Ni siquiera encontraban las palabras. Las palabras no expresaban sus sentimientos. Tal vez se habían conocido fuera de allí, pero ese viejo encuentro no importaba. Únicamente el minuto presente importaba, y lo vivían lentamente, sin hablar de su amor, habituados uno al otro como después de diez años de matrimonio.
—¿Sientes calor?
—¡Oh sí! Muchas gracias.
Una inquietud la obligó a inclinarse. Murmuró:
—Mis zapatos no van a secarse nunca.
Él la tranquilizó; cogió las pequeñas zapatillas y las apoyó en los morillos diciendo en voz baja:
—Así es seguro que se secarán.
Él se volvió, besó sus pies una vez más y ascendió hasta la cintura. Las brasas que llenaban la chimenea los estaban quemando.
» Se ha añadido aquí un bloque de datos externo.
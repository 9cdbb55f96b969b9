#![warn(clippy::unwrap_used)]

pub mod attestation_data;
pub mod beacon_block_header;
pub mod checkpoint;
pub mod constants;
pub mod deposit_data;
pub mod deposit_message;
pub mod eth_1_data;
pub mod fork;
pub mod fork_data;
pub mod historical_batch;
pub mod indexed_attestation;
pub mod misc;
pub mod pending_attestation;
pub mod signing_data;
pub mod sync_committee;
pub mod validator;
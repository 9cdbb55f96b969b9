use alloy_primitives::B256;
use serde::{Deserialize, Serialize};
use ssz_derive::{Decode, Encode};
use tree_hash_derive::TreeHash;

#[derive(Debug, PartialEq, Eq, Clone, Serialize, Deserialize, Encode, Decode, TreeHash)]
pub struct SigningData {
    pub object_root: B256,
    pub domain: B256,
}
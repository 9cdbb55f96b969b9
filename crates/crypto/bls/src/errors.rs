use thiserror::Error;

#[derive(Error, PartialEq, Eq, Debug, Clone)]
pub enum BLSError {
    #[error("blst error: {0}")]
    BlstError(String),
    #[error("Invalid public key")]
    InvalidPublicKey,
    #[error("Invalid signature")]
    InvalidSignature,
    #[error("Invalid private key")]
    InvalidPrivateKey,
    #[error("Invalid hex string")]
    InvalidHexString,
    #[error("Invalid byte length")]
    InvalidByteLength,
    #[error("Cannot aggregate an empty set of keys")]
    EmptyAggregate,
}
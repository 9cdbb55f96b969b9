use ream_bls::BLSSignature;
use serde::{Deserialize, Serialize};
use ssz_derive::{Decode, Encode};
use tree_hash_derive::TreeHash;

#[derive(Debug, PartialEq, Eq, Clone, Serialize, Deserialize, Encode, Decode, TreeHash)]
pub struct SignedVoluntaryExit {
    pub message: VoluntaryExit,
    pub signature: BLSSignature,
}

#[derive(Debug, PartialEq, Eq, Clone, Serialize, Deserialize, Encode, Decode, TreeHash)]
pub struct VoluntaryExit {
    #[serde(with = "serde_utils::quoted_u64")]
    pub epoch: u64,
    #[serde(with = "serde_utils::quoted_u64")]
    pub validator_index: u64,
}
#![warn(clippy::unwrap_used)]

pub mod attestation;
pub mod attester_slashing;
pub mod attester_status;
pub mod beacon_block;
pub mod beacon_state;
pub mod deposit;
pub mod epoch_cache;
pub mod errors;
pub mod genesis;
pub mod mutators;
pub mod participation;
pub mod per_block_processing;
pub mod per_epoch_processing;
pub mod per_slot_processing;
pub mod proposer_slashing;
pub mod state_transition;
pub mod sync_aggregate;
pub mod upgrade;
pub mod voluntary_exit;

pub use state_transition::{advance_slots, apply_block, state_transition};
Ella no hizo la menor protesta ante aquellas manos titubeantes que el deseo extraviaba de nuevo. En el desvanecimiento de todo cuanto la rodeaba, de lo que era ella misma, únicamente persistía el recuerdo de su juventud: una habitación en la que hacía un calor igualmente fuerte, un gran hornillo con las planchas puestas sobre el que se inclinaba; y recordaba que entonces había sentido un aniquilamiento igual, que esto no era más dulce, que los besos con que Enrique la cubría no le procuraban una muerte lenta más voluptuosa. Cuando, de pronto, él la cogió entre sus brazos para llevarla a la alcoba, sintió, no obstante, una última angustia. Le parecía que alguien había gritado, creía que había olvidado a alguien que estaba sollozando en la sombra. Pero esto fue sólo un estremecimiento; miró alrededor de la habitación y no vio a nadie. Esta habitación le era desconocida, ningún objeto le habló. Un chaparrón más intenso caía con un clamor prolongado. Entonces como acometida por una necesidad de dormir, se abatió sobre el hombro de Enrique y se dejó llevar. Tras ellos, la otra cortina se desprendió de su abrazadera.
Cuando Hélène volvió, con los pies desnudos, a buscar sus zapatillas ante el fuego que se apagaba, pensó que nunca se habían amado menos que aquel día.